**BRIEF**
From the material below, copy out each line with the word "nope" in it.
Content starts
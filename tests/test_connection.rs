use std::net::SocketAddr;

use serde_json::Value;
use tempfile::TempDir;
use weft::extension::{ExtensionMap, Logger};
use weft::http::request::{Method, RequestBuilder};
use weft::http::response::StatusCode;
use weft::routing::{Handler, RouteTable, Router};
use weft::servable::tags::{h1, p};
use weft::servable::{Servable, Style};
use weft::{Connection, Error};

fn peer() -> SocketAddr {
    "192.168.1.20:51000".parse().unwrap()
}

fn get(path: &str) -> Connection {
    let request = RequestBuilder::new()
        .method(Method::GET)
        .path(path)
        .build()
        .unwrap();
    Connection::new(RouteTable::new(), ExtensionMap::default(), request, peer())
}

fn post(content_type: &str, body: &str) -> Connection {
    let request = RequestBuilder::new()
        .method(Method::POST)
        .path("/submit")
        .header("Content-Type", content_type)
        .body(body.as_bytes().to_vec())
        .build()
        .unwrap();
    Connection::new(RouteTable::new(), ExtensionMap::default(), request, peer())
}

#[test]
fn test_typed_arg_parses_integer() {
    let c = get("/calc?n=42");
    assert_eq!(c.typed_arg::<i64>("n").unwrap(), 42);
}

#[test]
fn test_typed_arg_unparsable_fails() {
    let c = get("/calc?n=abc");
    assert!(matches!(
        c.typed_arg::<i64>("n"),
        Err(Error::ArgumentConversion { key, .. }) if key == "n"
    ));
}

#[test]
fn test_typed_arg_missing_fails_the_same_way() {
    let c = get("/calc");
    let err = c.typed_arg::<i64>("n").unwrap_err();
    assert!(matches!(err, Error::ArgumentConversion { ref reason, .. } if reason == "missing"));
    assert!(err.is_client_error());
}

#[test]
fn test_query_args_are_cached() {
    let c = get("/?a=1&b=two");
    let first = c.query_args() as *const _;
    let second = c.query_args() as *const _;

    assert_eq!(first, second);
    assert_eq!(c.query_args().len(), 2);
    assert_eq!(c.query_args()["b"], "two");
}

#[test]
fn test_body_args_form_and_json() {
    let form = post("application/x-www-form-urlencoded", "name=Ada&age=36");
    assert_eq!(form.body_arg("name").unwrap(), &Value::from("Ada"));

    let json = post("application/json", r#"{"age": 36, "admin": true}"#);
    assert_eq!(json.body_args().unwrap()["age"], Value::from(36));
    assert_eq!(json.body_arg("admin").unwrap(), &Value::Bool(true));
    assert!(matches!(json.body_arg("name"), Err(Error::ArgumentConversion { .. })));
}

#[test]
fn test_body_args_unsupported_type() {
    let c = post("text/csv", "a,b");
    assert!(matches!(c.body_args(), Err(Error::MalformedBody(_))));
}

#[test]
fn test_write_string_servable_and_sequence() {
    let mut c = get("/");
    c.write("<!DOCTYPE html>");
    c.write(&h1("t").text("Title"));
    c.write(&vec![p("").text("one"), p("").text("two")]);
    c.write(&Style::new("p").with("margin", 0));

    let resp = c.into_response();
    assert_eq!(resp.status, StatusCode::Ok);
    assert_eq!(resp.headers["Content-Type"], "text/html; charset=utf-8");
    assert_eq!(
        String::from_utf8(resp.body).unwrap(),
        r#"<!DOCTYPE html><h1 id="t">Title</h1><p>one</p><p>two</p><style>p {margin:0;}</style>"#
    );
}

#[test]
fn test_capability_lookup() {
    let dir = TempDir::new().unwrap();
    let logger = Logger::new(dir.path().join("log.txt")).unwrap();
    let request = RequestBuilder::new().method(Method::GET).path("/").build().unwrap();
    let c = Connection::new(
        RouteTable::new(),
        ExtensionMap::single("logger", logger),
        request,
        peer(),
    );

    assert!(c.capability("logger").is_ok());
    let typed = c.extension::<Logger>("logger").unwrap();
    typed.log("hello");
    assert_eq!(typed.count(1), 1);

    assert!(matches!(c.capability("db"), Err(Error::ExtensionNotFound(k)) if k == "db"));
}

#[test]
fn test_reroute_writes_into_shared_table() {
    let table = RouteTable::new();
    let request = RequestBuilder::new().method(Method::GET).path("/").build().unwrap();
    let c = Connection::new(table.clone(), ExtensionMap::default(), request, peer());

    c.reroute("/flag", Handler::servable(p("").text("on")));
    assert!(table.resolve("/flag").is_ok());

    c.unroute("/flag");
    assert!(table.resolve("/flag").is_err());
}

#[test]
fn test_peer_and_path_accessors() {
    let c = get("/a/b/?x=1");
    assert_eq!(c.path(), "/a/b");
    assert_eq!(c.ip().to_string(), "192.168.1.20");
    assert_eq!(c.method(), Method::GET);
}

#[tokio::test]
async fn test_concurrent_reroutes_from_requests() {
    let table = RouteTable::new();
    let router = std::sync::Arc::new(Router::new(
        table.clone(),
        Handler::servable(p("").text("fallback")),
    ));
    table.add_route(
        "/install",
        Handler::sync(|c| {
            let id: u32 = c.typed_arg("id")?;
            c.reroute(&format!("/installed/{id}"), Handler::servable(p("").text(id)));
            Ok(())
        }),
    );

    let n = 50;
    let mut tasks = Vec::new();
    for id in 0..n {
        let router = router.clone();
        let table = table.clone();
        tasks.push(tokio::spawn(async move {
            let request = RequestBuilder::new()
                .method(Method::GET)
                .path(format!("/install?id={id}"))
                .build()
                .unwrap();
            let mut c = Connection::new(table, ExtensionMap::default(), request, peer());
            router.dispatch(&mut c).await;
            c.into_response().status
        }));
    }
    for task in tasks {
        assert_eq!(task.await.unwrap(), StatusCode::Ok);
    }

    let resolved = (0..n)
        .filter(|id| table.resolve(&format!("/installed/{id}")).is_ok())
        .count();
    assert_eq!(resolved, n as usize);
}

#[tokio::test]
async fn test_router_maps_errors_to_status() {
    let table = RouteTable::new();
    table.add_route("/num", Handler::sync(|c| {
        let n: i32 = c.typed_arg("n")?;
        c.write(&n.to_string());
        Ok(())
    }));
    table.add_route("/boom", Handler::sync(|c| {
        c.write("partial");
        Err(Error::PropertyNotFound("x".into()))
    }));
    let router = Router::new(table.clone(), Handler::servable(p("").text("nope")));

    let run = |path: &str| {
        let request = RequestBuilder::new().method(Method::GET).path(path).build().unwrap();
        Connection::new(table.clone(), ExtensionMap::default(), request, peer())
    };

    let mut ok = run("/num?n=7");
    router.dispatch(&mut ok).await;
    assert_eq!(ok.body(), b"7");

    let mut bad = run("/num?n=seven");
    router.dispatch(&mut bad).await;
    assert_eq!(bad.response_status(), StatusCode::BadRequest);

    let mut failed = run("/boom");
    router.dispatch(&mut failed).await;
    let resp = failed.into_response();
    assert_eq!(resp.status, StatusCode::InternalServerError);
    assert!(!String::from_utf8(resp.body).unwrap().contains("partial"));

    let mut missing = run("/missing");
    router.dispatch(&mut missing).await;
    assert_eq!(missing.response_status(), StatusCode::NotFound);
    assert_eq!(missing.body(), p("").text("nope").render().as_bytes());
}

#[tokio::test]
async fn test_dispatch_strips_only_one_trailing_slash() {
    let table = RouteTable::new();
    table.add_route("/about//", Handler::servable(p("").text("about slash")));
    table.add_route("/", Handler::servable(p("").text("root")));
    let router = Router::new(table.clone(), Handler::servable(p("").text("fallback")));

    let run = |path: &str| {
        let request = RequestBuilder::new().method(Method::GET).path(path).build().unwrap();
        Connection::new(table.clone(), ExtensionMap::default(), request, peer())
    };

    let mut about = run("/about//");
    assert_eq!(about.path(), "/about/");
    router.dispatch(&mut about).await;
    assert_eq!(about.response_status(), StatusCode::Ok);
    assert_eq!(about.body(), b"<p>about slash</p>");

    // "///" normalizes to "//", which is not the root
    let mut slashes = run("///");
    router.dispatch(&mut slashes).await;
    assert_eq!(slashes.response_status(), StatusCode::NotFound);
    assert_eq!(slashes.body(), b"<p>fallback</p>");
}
Content ends
**TASK SOLUTION**
    let router = Router::new(table.clone(), Handler::servable(p("").text("nope")));
    assert_eq!(missing.body(), p("").text("nope").render().as_bytes());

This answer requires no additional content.